Whenever people talk
about deforestation, usually the things that spring
to mind are negative thoughts brought on mostly by
media hypes and environmentalist drives. People
think about global warming, depletion of natural
resources, and the casual extinction of indigenous
fauna and flora. Yet people don't seem to realize
that there are actually quite a few benefits of
deforestation.
One of the easiest
benefits of deforestation to spot are the economic
ones. Lumber products are one of the most staple
constructive materials in human society. Whether
it's raw lumber used for making tables and houses,
or paper and other wood by-products, we simply
cannot live without the use of lumber. Like steel
and stone, wood is one of the most basic natural
resources, and unlike steel and stone, it is
renewable simply by growing more trees. The only
real trick to balancing it's consumption is to grow
more trees to replace the ones
taken.
On a similarly related
note, keep in mind that a lot of jobs revolve
around the use of lumber. Wood cutters aside, there
are those who work in procesing plants to make glue
from wood sap, process pulp into paper, and others.
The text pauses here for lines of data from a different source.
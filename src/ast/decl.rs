use crate::ast::expr::{Expression, Ident, IntegerLiteral, StringLiteral};
use crate::ast::meta::Meta;
use crate::ast::stmt::BlockStatement;

#[derive(Debug, Clone)]
pub struct AclDeclaration {
    pub meta: Meta,
    pub name: Ident,
    pub entries: Vec<AclEntry>,
}

/// One ACL member, e.g. `!"192.168.0.4"/32;`.
#[derive(Debug, Clone)]
pub struct AclEntry {
    pub meta: Meta,
    pub ip: StringLiteral,
    pub mask: Option<IntegerLiteral>,
    pub inverse: bool,
}

#[derive(Debug, Clone)]
pub struct BackendDeclaration {
    pub meta: Meta,
    pub name: Ident,
    pub properties: Vec<BackendProperty>,
}

#[derive(Debug, Clone)]
pub struct BackendProperty {
    pub meta: Meta,
    pub key: Ident,
    pub value: BackendValue,
}

/// A backend property value: a plain expression, or the nested object used
/// for `.probe`.
#[derive(Debug, Clone)]
pub enum BackendValue {
    Expression(Expression),
    Object(Vec<BackendProperty>),
}

#[derive(Debug, Clone)]
pub struct DirectorDeclaration {
    pub meta: Meta,
    pub name: Ident,
    pub director_type: Ident,
    pub properties: Vec<DirectorProperty>,
}

/// Directors interleave plain `.key = value;` properties with brace-delimited
/// backend objects; source order is preserved.
#[derive(Debug, Clone)]
pub enum DirectorProperty {
    Property(DirectorPropertyEntry),
    Backend(DirectorBackend),
}

#[derive(Debug, Clone)]
pub struct DirectorPropertyEntry {
    pub meta: Meta,
    pub key: Ident,
    pub value: Expression,
}

#[derive(Debug, Clone)]
pub struct DirectorBackend {
    pub meta: Meta,
    pub properties: Vec<DirectorPropertyEntry>,
}

#[derive(Debug, Clone)]
pub struct TableDeclaration {
    pub meta: Meta,
    pub name: Ident,
    /// Value type; string when omitted in source.
    pub value_type: Option<Ident>,
    pub entries: Vec<TableEntry>,
}

#[derive(Debug, Clone)]
pub struct TableEntry {
    pub meta: Meta,
    pub key: StringLiteral,
    pub value: Expression,
}

#[derive(Debug, Clone)]
pub struct SubroutineDeclaration {
    pub meta: Meta,
    pub name: Ident,
    /// Present for functional subroutines.
    pub return_type: Option<Ident>,
    pub block: BlockStatement,
}

#[derive(Debug, Clone)]
pub struct PenaltyboxDeclaration {
    pub meta: Meta,
    pub name: Ident,
    pub block: BlockStatement,
}

#[derive(Debug, Clone)]
pub struct RatecounterDeclaration {
    pub meta: Meta,
    pub name: Ident,
    pub block: BlockStatement,
}

#[derive(Debug, Clone)]
pub enum Declaration {
    Acl(AclDeclaration),
    Backend(BackendDeclaration),
    Director(DirectorDeclaration),
    Table(TableDeclaration),
    Subroutine(SubroutineDeclaration),
    Penaltybox(PenaltyboxDeclaration),
    Ratecounter(RatecounterDeclaration),
}

impl Declaration {
    pub fn meta(&self) -> &Meta {
        match self {
            Declaration::Acl(n) => &n.meta,
            Declaration::Backend(n) => &n.meta,
            Declaration::Director(n) => &n.meta,
            Declaration::Table(n) => &n.meta,
            Declaration::Subroutine(n) => &n.meta,
            Declaration::Penaltybox(n) => &n.meta,
            Declaration::Ratecounter(n) => &n.meta,
        }
    }

    pub fn meta_mut(&mut self) -> &mut Meta {
        match self {
            Declaration::Acl(n) => &mut n.meta,
            Declaration::Backend(n) => &mut n.meta,
            Declaration::Director(n) => &mut n.meta,
            Declaration::Table(n) => &mut n.meta,
            Declaration::Subroutine(n) => &mut n.meta,
            Declaration::Penaltybox(n) => &mut n.meta,
            Declaration::Ratecounter(n) => &mut n.meta,
        }
    }

    pub fn name(&self) -> &str {
        match self {
            Declaration::Acl(n) => &n.name.value,
            Declaration::Backend(n) => &n.name.value,
            Declaration::Director(n) => &n.name.value,
            Declaration::Table(n) => &n.name.value,
            Declaration::Subroutine(n) => &n.name.value,
            Declaration::Penaltybox(n) => &n.name.value,
            Declaration::Ratecounter(n) => &n.name.value,
        }
    }

    pub fn kind_str(&self) -> &'static str {
        match self {
            Declaration::Acl(_) => "acl",
            Declaration::Backend(_) => "backend",
            Declaration::Director(_) => "director",
            Declaration::Table(_) => "table",
            Declaration::Subroutine(_) => "sub",
            Declaration::Penaltybox(_) => "penaltybox",
            Declaration::Ratecounter(_) => "ratecounter",
        }
    }
}
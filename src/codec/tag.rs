/// Frame tags for the binary AST stream. The numbering is part of the wire
/// contract with external transformers; values are stable.
#[derive(Debug, Clone, Copy, PartialEq, Eq)]
#[repr(u8)]
pub enum Tag {
    // Control
    Fin = 0x00,
    End = 0x01,

    // Leaves
    Ident = 0x10,
    String = 0x11,
    Ip = 0x12,
    Rtime = 0x13,
    Integer = 0x14,
    Float = 0x15,
    Bool = 0x16,
    Operator = 0x17,

    // Declarations
    Acl = 0x20,
    AclEntry = 0x21,
    Backend = 0x22,
    BackendProperty = 0x23,
    BackendObject = 0x24,
    Director = 0x25,
    DirectorProperty = 0x26,
    DirectorBackend = 0x27,
    Table = 0x28,
    TableEntry = 0x29,
    Subroutine = 0x2a,
    Penaltybox = 0x2b,
    Ratecounter = 0x2c,

    // Statements
    Add = 0x40,
    Break = 0x41,
    Call = 0x42,
    Declare = 0x43,
    Error = 0x44,
    Esi = 0x45,
    Fallthrough = 0x46,
    FunctionCallStatement = 0x47,
    Goto = 0x48,
    GotoDestination = 0x49,
    If = 0x4a,
    ElseIf = 0x4b,
    Else = 0x4c,
    Import = 0x4d,
    Include = 0x4e,
    Log = 0x4f,
    Remove = 0x50,
    Restart = 0x51,
    Return = 0x52,
    Set = 0x53,
    Switch = 0x54,
    Case = 0x55,
    Synthetic = 0x56,
    SyntheticBase64 = 0x57,
    Unset = 0x58,
    Block = 0x59,

    // Composite expressions
    Grouped = 0x80,
    Prefix = 0x81,
    Infix = 0x82,
    Postfix = 0x83,
    IfExpression = 0x84,
    FunctionCall = 0x85,
}

impl Tag {
    pub fn from_u8(byte: u8) -> Option<Tag> {
        Some(match byte {
            0x00 => Tag::Fin,
            0x01 => Tag::End,
            0x10 => Tag::Ident,
            0x11 => Tag::String,
            0x12 => Tag::Ip,
            0x13 => Tag::Rtime,
            0x14 => Tag::Integer,
            0x15 => Tag::Float,
            0x16 => Tag::Bool,
            0x17 => Tag::Operator,
            0x20 => Tag::Acl,
            0x21 => Tag::AclEntry,
            0x22 => Tag::Backend,
            0x23 => Tag::BackendProperty,
            0x24 => Tag::BackendObject,
            0x25 => Tag::Director,
            0x26 => Tag::DirectorProperty,
            0x27 => Tag::DirectorBackend,
            0x28 => Tag::Table,
            0x29 => Tag::TableEntry,
            0x2a => Tag::Subroutine,
            0x2b => Tag::Penaltybox,
            0x2c => Tag::Ratecounter,
            0x40 => Tag::Add,
            0x41 => Tag::Break,
            0x42 => Tag::Call,
            0x43 => Tag::Declare,
            0x44 => Tag::Error,
            0x45 => Tag::Esi,
            0x46 => Tag::Fallthrough,
            0x47 => Tag::FunctionCallStatement,
            0x48 => Tag::Goto,
            0x49 => Tag::GotoDestination,
            0x4a => Tag::If,
            0x4b => Tag::ElseIf,
            0x4c => Tag::Else,
            0x4d => Tag::Import,
            0x4e => Tag::Include,
            0x4f => Tag::Log,
            0x50 => Tag::Remove,
            0x51 => Tag::Restart,
            0x52 => Tag::Return,
            0x53 => Tag::Set,
            0x54 => Tag::Switch,
            0x55 => Tag::Case,
            0x56 => Tag::Synthetic,
            0x57 => Tag::SyntheticBase64,
            0x58 => Tag::Unset,
            0x59 => Tag::Block,
            0x80 => Tag::Grouped,
            0x81 => Tag::Prefix,
            0x82 => Tag::Infix,
            0x83 => Tag::Postfix,
            0x84 => Tag::IfExpression,
            0x85 => Tag::FunctionCall,
            _ => return None,
        })
    }

    pub fn name(&self) -> &'static str {
        match self {
            Tag::Fin => "FIN",
            Tag::End => "END",
            Tag::Ident => "IDENT",
            Tag::String => "STRING",
            Tag::Ip => "IP",
            Tag::Rtime => "RTIME",
            Tag::Integer => "INTEGER",
            Tag::Float => "FLOAT",
            Tag::Bool => "BOOL",
            Tag::Operator => "OPERATOR",
            Tag::Acl => "ACL",
            Tag::AclEntry => "ACL_ENTRY",
            Tag::Backend => "BACKEND",
            Tag::BackendProperty => "BACKEND_PROPERTY",
            Tag::BackendObject => "BACKEND_OBJECT",
            Tag::Director => "DIRECTOR",
            Tag::DirectorProperty => "DIRECTOR_PROPERTY",
            Tag::DirectorBackend => "DIRECTOR_BACKEND",
            Tag::Table => "TABLE",
            Tag::TableEntry => "TABLE_ENTRY",
            Tag::Subroutine => "SUBROUTINE",
            Tag::Penaltybox => "PENALTYBOX",
            Tag::Ratecounter => "RATECOUNTER",
            Tag::Add => "ADD",
            Tag::Break => "BREAK",
            Tag::Call => "CALL",
            Tag::Declare => "DECLARE",
            Tag::Error => "ERROR",
            Tag::Esi => "ESI",
            Tag::Fallthrough => "FALLTHROUGH",
            Tag::FunctionCallStatement => "FUNCTION_CALL_STATEMENT",
            Tag::Goto => "GOTO",
            Tag::GotoDestination => "GOTO_DESTINATION",
            Tag::If => "IF",
            Tag::ElseIf => "ELSE_IF",
            Tag::Else => "ELSE",
            Tag::Import => "IMPORT",
            Tag::Include => "INCLUDE",
            Tag::Log => "LOG",
            Tag::Remove => "REMOVE",
            Tag::Restart => "RESTART",
            Tag::Return => "RETURN",
            Tag::Set => "SET",
            Tag::Switch => "SWITCH",
            Tag::Case => "CASE",
            Tag::Synthetic => "SYNTHETIC",
            Tag::SyntheticBase64 => "SYNTHETIC_BASE64",
            Tag::Unset => "UNSET",
            Tag::Block => "BLOCK",
            Tag::Grouped => "GROUPED",
            Tag::Prefix => "PREFIX",
            Tag::Infix => "INFIX",
            Tag::Postfix => "POSTFIX",
            Tag::IfExpression => "IF_EXPRESSION",
            Tag::FunctionCall => "FUNCTION_CALL",
        }
    }

    pub fn is_declaration(&self) -> bool {
        matches!(
            self,
            Tag::Acl
                | Tag::Backend
                | Tag::Director
                | Tag::Table
                | Tag::Subroutine
                | Tag::Penaltybox
                | Tag::Ratecounter
        )
    }

    pub fn is_statement(&self) -> bool {
        (*self as u8) >= Tag::Add as u8 && (*self as u8) <= Tag::Block as u8
            && !matches!(self, Tag::ElseIf | Tag::Else | Tag::Case)
    }
}

impl std::fmt::Display for Tag {
    fn fmt(&self, f: &mut std::fmt::Formatter<'_>) -> std::fmt::Result {
        write!(f, "{}", self.name())
    }
}
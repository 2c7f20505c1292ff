//! Local caching module for booking data.
//!
//! Holds at most one `CacheEntry`, serialized as JSON under a single slot.
//! An entry is stale five minutes after it was written and expired once its
//! hard expiry passes. Two stores are provided:
//! - `FileBookingCache`: durable, one JSON file in the cache directory
//! - `MemoryBookingCache`: in-process slot, for tests and embedders

pub mod entry;
pub mod memory;
pub mod store;

pub use entry::{now_epoch_seconds, CacheEntry, STALE_THRESHOLD_SECONDS};
pub use memory::MemoryBookingCache;
pub use store::{BookingCache, FileBookingCache};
This is another benefit of deforestation; it opens
more job opportunities for people who would
otherwise be unemployed. These job opportunities
are more than simply a humanitarian concept;
society at large would suffer if all of the people
working in the wood industry were to suddenly find
themselves jobless.
This benefit of
deforestation not only covers the people who cut
down trees and process them, but also extends to
the people who "clean up" after them. For every
patch of forest cut down, arable land becomes
available for farmers, or can be used as an area to
place urban living sites like apartments, houses,
and buildings. The number of people employed by
such a construction project are many and varied.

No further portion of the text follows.